_Work instruction_: If a line in the entries below includes "crate", show that line.

□ □ □ □ □

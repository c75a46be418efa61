//! In-memory backing store using moka

use async_trait::async_trait;
use moka::future::Cache as MokaCache;

use crate::domain::cache::{page_bounds, BackingStore, CacheEntry, ScanPage};
use crate::domain::DomainError;

/// Process-local backing store
///
/// The moka cache itself is unbounded; expiry and trimming belong to the
/// cache store.
#[derive(Debug, Clone)]
pub struct InMemoryBackingStore {
    cache: MokaCache<String, CacheEntry>,
}

impl InMemoryBackingStore {
    pub fn new() -> Self {
        Self {
            cache: MokaCache::builder().build(),
        }
    }

    async fn sorted_entries(&self) -> Vec<CacheEntry> {
        self.cache.run_pending_tasks().await;

        let mut entries: Vec<CacheEntry> = self.cache.iter().map(|(_, entry)| entry).collect();
        entries.sort_by(|a, b| a.key.cmp(&b.key));
        entries
    }
}

impl Default for InMemoryBackingStore {
    fn default() -> Self {
        Self::new()
    }
}

#[async_trait]
impl BackingStore for InMemoryBackingStore {
    async fn ensure_namespace(&self) -> Result<(), DomainError> {
        Ok(())
    }

    async fn get(&self, key: &str) -> Result<Option<CacheEntry>, DomainError> {
        Ok(self.cache.get(key).await)
    }

    async fn put(&self, entry: CacheEntry) -> Result<(), DomainError> {
        self.cache.insert(entry.key.clone(), entry).await;
        Ok(())
    }

    async fn delete(&self, key: &str) -> Result<bool, DomainError> {
        Ok(self.cache.remove(key).await.is_some())
    }

    async fn keys(&self) -> Result<Vec<String>, DomainError> {
        Ok(self
            .sorted_entries()
            .await
            .into_iter()
            .map(|entry| entry.key)
            .collect())
    }

    async fn scan(&self, cursor: u64, count: usize) -> Result<ScanPage, DomainError> {
        let entries = self.sorted_entries().await;
        let start = (cursor as usize).min(entries.len());
        let (end, next_cursor) = page_bounds(entries.len(), cursor, count);

        Ok(ScanPage {
            entries: entries[start..end].to_vec(),
            next_cursor,
        })
    }

    async fn clear(&self) -> Result<(), DomainError> {
        self.cache.invalidate_all();
        self.cache.run_pending_tasks().await;
        Ok(())
    }
}

#[cfg(test)]
mod tests {
    use super::*;
    use chrono::Utc;
    use std::time::Duration;

    fn entry(key: &str, value: &str) -> CacheEntry {
        CacheEntry::new(key, serde_json::json!(value), Utc::now(), Duration::from_secs(60))
    }

    #[tokio::test]
    async fn test_put_and_get() {
        let store = InMemoryBackingStore::new();
        store.put(entry("sepia", "v")).await.unwrap();

        let found = store.get("sepia").await.unwrap().unwrap();
        assert_eq!(found.value, serde_json::json!("v"));
    }

    #[tokio::test]
    async fn test_put_overwrites() {
        let store = InMemoryBackingStore::new();
        store.put(entry("sepia", "v1")).await.unwrap();
        store.put(entry("sepia", "v2")).await.unwrap();

        assert_eq!(store.keys().await.unwrap(), vec!["sepia"]);
        assert_eq!(
            store.get("sepia").await.unwrap().unwrap().value,
            serde_json::json!("v2")
        );
    }

    #[tokio::test]
    async fn test_delete() {
        let store = InMemoryBackingStore::new();
        store.put(entry("sepia", "v")).await.unwrap();

        assert!(store.delete("sepia").await.unwrap());
        assert!(!store.delete("sepia").await.unwrap());
        assert!(store.get("sepia").await.unwrap().is_none());
    }

    #[tokio::test]
    async fn test_scan_pages() {
        let store = InMemoryBackingStore::new();
        for key in ["a", "b", "c", "d", "e"] {
            store.put(entry(key, key)).await.unwrap();
        }

        let first = store.scan(0, 2).await.unwrap();
        assert_eq!(first.entries.len(), 2);
        assert_eq!(first.next_cursor, Some(2));

        let last = store.scan(4, 2).await.unwrap();
        assert_eq!(last.entries[0].key, "e");
        assert_eq!(last.next_cursor, None);

        assert_eq!(store.entries().await.unwrap().len(), 5);
    }

    #[tokio::test]
    async fn test_clear() {
        let store = InMemoryBackingStore::new();
        store.put(entry("a", "1")).await.unwrap();
        store.put(entry("b", "2")).await.unwrap();

        store.clear().await.unwrap();
        assert!(store.keys().await.unwrap().is_empty());
    }
}
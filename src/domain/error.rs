use thiserror::Error;

/// Core domain errors
#[derive(Debug, Error)]
pub enum DomainError {
    #[error("Validation error: {message}")]
    Validation { message: String },

    #[error("Configuration error: {message}")]
    Configuration { message: String },

    #[error("Storage error: {message}")]
    Storage { message: String },
}

impl DomainError {
    pub fn validation(message: impl Into<String>) -> Self {
        Self::Validation {
            message: message.into(),
        }
    }

    pub fn configuration(message: impl Into<String>) -> Self {
        Self::Configuration {
            message: message.into(),
        }
    }

    pub fn storage(message: impl Into<String>) -> Self {
        Self::Storage {
            message: message.into(),
        }
    }
}
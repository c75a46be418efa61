//! Cache domain - query response caching abstractions

mod clock;
mod entry;
mod key;
mod repository;

pub use clock::{Clock, SystemClock};
pub use entry::CacheEntry;
pub use key::{namespaced, normalize_query};
pub use repository::{BackingStore, ScanPage};

pub(crate) use repository::page_bounds;

#[cfg(test)]
pub use clock::mock::ManualClock;
#[cfg(test)]
pub use repository::mock::MockBackingStore;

□ □ □ □ □

_Task output_:
use crate::domain::cache::{page_bounds, BackingStore, CacheEntry, ScanPage};
use crate::domain::DomainError;
pub(crate) use repository::page_bounds;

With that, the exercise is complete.